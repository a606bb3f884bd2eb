//! Wire-level message types

use crate::error::{ErrorInfo, Result, SoundboyError};
use chrono::Utc;
use serde::de::DeserializeOwned;
use serde::{Deserialize, Serialize};
use serde_json::Value;
use std::sync::atomic::{AtomicU64, Ordering};

/// Channel names understood by the responder
pub mod channels {
    /// Single-shot, no params. Removes every stored record.
    pub const CLEAR_SOUNDS: &str = "clear_sounds";
    /// Single-shot, params = [serialized record]
    pub const INSERT_SOUND: &str = "insert_sound";
    /// Single-shot, params = [serialized query]
    pub const FETCH_SOUNDS: &str = "fetch_sounds";
    /// Streaming, params = [serialized AnalysisRequest]
    pub const ANALYZE_SOUNDS: &str = "analyze_sounds";
    /// Control message, params = [response channels to cancel]. Never answered.
    pub const CANCEL_REQUEST: &str = "cancel_request";
}

static SEQUENCE: AtomicU64 = AtomicU64::new(0);

/// Generate a response channel id for a request on `channel`
///
/// The millisecond timestamp keeps ids readable, the process-wide sequence
/// number keeps them unique within the same millisecond.
pub fn response_channel_for(channel: &str) -> String {
    let seq = SEQUENCE.fetch_add(1, Ordering::Relaxed);
    format!(
        "{}_response_{}_{}",
        channel,
        Utc::now().timestamp_millis(),
        seq
    )
}

/// One framed message on the transport
///
/// Requests carry the name of the target channel and a `response_channel`.
/// Responses travel on the request's response channel with the serialized
/// `Response` as their only param.
#[derive(Debug, Clone, PartialEq, Serialize, Deserialize)]
#[serde(rename_all = "camelCase")]
pub struct ProtocolMessage {
    pub channel: String,

    #[serde(default, skip_serializing_if = "Option::is_none")]
    pub response_channel: Option<String>,

    #[serde(default)]
    pub params: Vec<String>,
}

impl ProtocolMessage {
    /// Frame a request for `channel`
    pub fn request(channel: &str, request: Request) -> Self {
        Self {
            channel: channel.to_string(),
            response_channel: request.response_channel,
            params: request.params,
        }
    }

    /// Frame a response for delivery on `response_channel`
    pub fn response(response_channel: &str, response: &Response) -> Result<Self> {
        Ok(Self {
            channel: response_channel.to_string(),
            response_channel: None,
            params: vec![serde_json::to_string(response)?],
        })
    }

    /// First param, where responses keep their payload
    pub fn payload(&self) -> Option<&str> {
        self.params.first().map(String::as_str)
    }
}

/// Outbound request body
#[derive(Debug, Clone, Default, PartialEq, Serialize, Deserialize)]
#[serde(rename_all = "camelCase")]
pub struct Request {
    /// Correlation id; generated on send when absent
    #[serde(default, skip_serializing_if = "Option::is_none")]
    pub response_channel: Option<String>,

    /// Serialized parameters
    #[serde(default)]
    pub params: Vec<String>,
}

impl Request {
    pub fn new() -> Self {
        Self::default()
    }

    /// Use a caller-supplied correlation id
    pub fn with_response_channel(mut self, id: impl Into<String>) -> Self {
        self.response_channel = Some(id.into());
        self
    }

    /// Append a raw string param
    pub fn with_param(mut self, param: impl Into<String>) -> Self {
        self.params.push(param.into());
        self
    }

    /// Append a param serialized as JSON
    pub fn with_json_param<T: Serialize>(mut self, value: &T) -> Result<Self> {
        self.params.push(serde_json::to_string(value)?);
        Ok(self)
    }

    /// Fill in the correlation id if missing and return it
    pub fn ensure_response_channel(&mut self, channel: &str) -> String {
        self.response_channel
            .get_or_insert_with(|| response_channel_for(channel))
            .clone()
    }
}

fn is_false(value: &bool) -> bool {
    !*value
}

/// Inbound response body: `{ done?, error?, result? }`
#[derive(Debug, Clone, Default, PartialEq, Serialize, Deserialize)]
pub struct Response {
    /// Terminal marker for streaming requests
    #[serde(default, skip_serializing_if = "is_false")]
    pub done: bool,

    #[serde(default, skip_serializing_if = "Option::is_none")]
    pub error: Option<ErrorInfo>,

    #[serde(default, skip_serializing_if = "Option::is_none")]
    pub result: Option<Value>,
}

impl Response {
    /// Successful response carrying `result`
    pub fn result(result: Value) -> Self {
        Self {
            result: Some(result),
            ..Self::default()
        }
    }

    /// Error response
    pub fn error(error: ErrorInfo) -> Self {
        Self {
            error: Some(error),
            ..Self::default()
        }
    }

    /// Terminal `{ done: true }` message
    pub fn done() -> Self {
        Self {
            done: true,
            ..Self::default()
        }
    }

    /// Mark this response as the last one of a stream
    pub fn with_done(mut self) -> Self {
        self.done = true;
        self
    }

    /// Failed file inside an analysis stream: `{ error, result: { filename } }`
    pub fn file_failure(error: ErrorInfo, filename: &str) -> Self {
        Self {
            done: false,
            error: Some(error),
            result: Some(serde_json::json!({ "filename": filename })),
        }
    }

    /// `result.filename`, when present
    pub fn filename(&self) -> Option<&str> {
        self.result.as_ref()?.get("filename")?.as_str()
    }

    /// Turn this response into a typed result, surfacing remote errors
    pub fn into_result<T: DeserializeOwned>(self) -> Result<T> {
        if let Some(error) = self.error {
            return Err(SoundboyError::Remote(error));
        }
        Ok(serde_json::from_value(self.result.unwrap_or(Value::Null))?)
    }
}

***

-- Work to be completed --
Every line of the records should be reproduced exactly.

-- Result for this task --
repository a606bb3f884bd2eb
//! Wire-level message types

use crate::error::{ErrorInfo, Result, SoundboyError};
use chrono::Utc;
use serde::de::DeserializeOwned;
use serde::{Deserialize, Serialize};
use serde_json::Value;
use std::sync::atomic::{AtomicU64, Ordering};

/// Channel names understood by the responder
pub mod channels {
    /// Single-shot, no params. Removes every stored record.
    pub const CLEAR_SOUNDS: &str = "clear_sounds";
    /// Single-shot, params = [serialized record]
    pub const INSERT_SOUND: &str = "insert_sound";
    /// Single-shot, params = [serialized query]
    pub const FETCH_SOUNDS: &str = "fetch_sounds";
    /// Streaming, params = [serialized AnalysisRequest]
    pub const ANALYZE_SOUNDS: &str = "analyze_sounds";
    /// Control message, params = [response channels to cancel]. Never answered.
    pub const CANCEL_REQUEST: &str = "cancel_request";
}

static SEQUENCE: AtomicU64 = AtomicU64::new(0);

/// Generate a response channel id for a request on `channel`
///
/// The millisecond timestamp keeps ids readable, the process-wide sequence
/// number keeps them unique within the same millisecond.
pub fn response_channel_for(channel: &str) -> String {
    let seq = SEQUENCE.fetch_add(1, Ordering::Relaxed);
    format!(
        "{}_response_{}_{}",
        channel,
        Utc::now().timestamp_millis(),
        seq
    )
}

/// One framed message on the transport
///
/// Requests carry the name of the target channel and a `response_channel`.
/// Responses travel on the request's response channel with the serialized
/// `Response` as their only param.
#[derive(Debug, Clone, PartialEq, Serialize, Deserialize)]
#[serde(rename_all = "camelCase")]
pub struct ProtocolMessage {
    pub channel: String,

    #[serde(default, skip_serializing_if = "Option::is_none")]
    pub response_channel: Option<String>,

    #[serde(default)]
    pub params: Vec<String>,
}

impl ProtocolMessage {
    /// Frame a request for `channel`
    pub fn request(channel: &str, request: Request) -> Self {
        Self {
            channel: channel.to_string(),
            response_channel: request.response_channel,
            params: request.params,
        }
    }

    /// Frame a response for delivery on `response_channel`
    pub fn response(response_channel: &str, response: &Response) -> Result<Self> {
        Ok(Self {
            channel: response_channel.to_string(),
            response_channel: None,
            params: vec![serde_json::to_string(response)?],
        })
    }

    /// First param, where responses keep their payload
    pub fn payload(&self) -> Option<&str> {
        self.params.first().map(String::as_str)
    }
}

/// Outbound request body
#[derive(Debug, Clone, Default, PartialEq, Serialize, Deserialize)]
#[serde(rename_all = "camelCase")]
pub struct Request {
    /// Correlation id; generated on send when absent
    #[serde(default, skip_serializing_if = "Option::is_none")]
    pub response_channel: Option<String>,

    /// Serialized parameters
    #[serde(default)]
    pub params: Vec<String>,
}

impl Request {
    pub fn new() -> Self {
        Self::default()
    }

    /// Use a caller-supplied correlation id
    pub fn with_response_channel(mut self, id: impl Into<String>) -> Self {
        self.response_channel = Some(id.into());
        self
    }

    /// Append a raw string param
    pub fn with_param(mut self, param: impl Into<String>) -> Self {
        self.params.push(param.into());
        self
    }

    /// Append a param serialized as JSON
    pub fn with_json_param<T: Serialize>(mut self, value: &T) -> Result<Self> {
        self.params.push(serde_json::to_string(value)?);
        Ok(self)
    }

    /// Fill in the correlation id if missing and return it
    pub fn ensure_response_channel(&mut self, channel: &str) -> String {
        self.response_channel
            .get_or_insert_with(|| response_channel_for(channel))
            .clone()
    }
}

fn is_false(value: &bool) -> bool {
    !*value
}

/// Inbound response body: `{ done?, error?, result? }`
#[derive(Debug, Clone, Default, PartialEq, Serialize, Deserialize)]
pub struct Response {
    /// Terminal marker for streaming requests
    #[serde(default, skip_serializing_if = "is_false")]
    pub done: bool,

    #[serde(default, skip_serializing_if = "Option::is_none")]
    pub error: Option<ErrorInfo>,

    #[serde(default, skip_serializing_if = "Option::is_none")]
    pub result: Option<Value>,
}

impl Response {
    /// Successful response carrying `result`
    pub fn result(result: Value) -> Self {
        Self {
            result: Some(result),
            ..Self::default()
        }
    }

    /// Error response
    pub fn error(error: ErrorInfo) -> Self {
        Self {
            error: Some(error),
            ..Self::default()
        }
    }

    /// Terminal `{ done: true }` message
    pub fn done() -> Self {
        Self {
            done: true,
            ..Self::default()
        }
    }

    /// Mark this response as the last one of a stream
    pub fn with_done(mut self) -> Self {
        self.done = true;
        self
    }

    /// Failed file inside an analysis stream: `{ error, result: { filename } }`
    pub fn file_failure(error: ErrorInfo, filename: &str) -> Self {
        Self {
            done: false,
            error: Some(error),
            result: Some(serde_json::json!({ "filename": filename })),
        }
    }

    /// `result.filename`, when present
    pub fn filename(&self) -> Option<&str> {
        self.result.as_ref()?.get("filename")?.as_str()
    }

    /// Turn this response into a typed result, surfacing remote errors
    pub fn into_result<T: DeserializeOwned>(self) -> Result<T> {
        if let Some(error) = self.error {
            return Err(SoundboyError::Remote(error));
        }
        Ok(serde_json::from_value(self.result.unwrap_or(Value::Null))?)
    }
}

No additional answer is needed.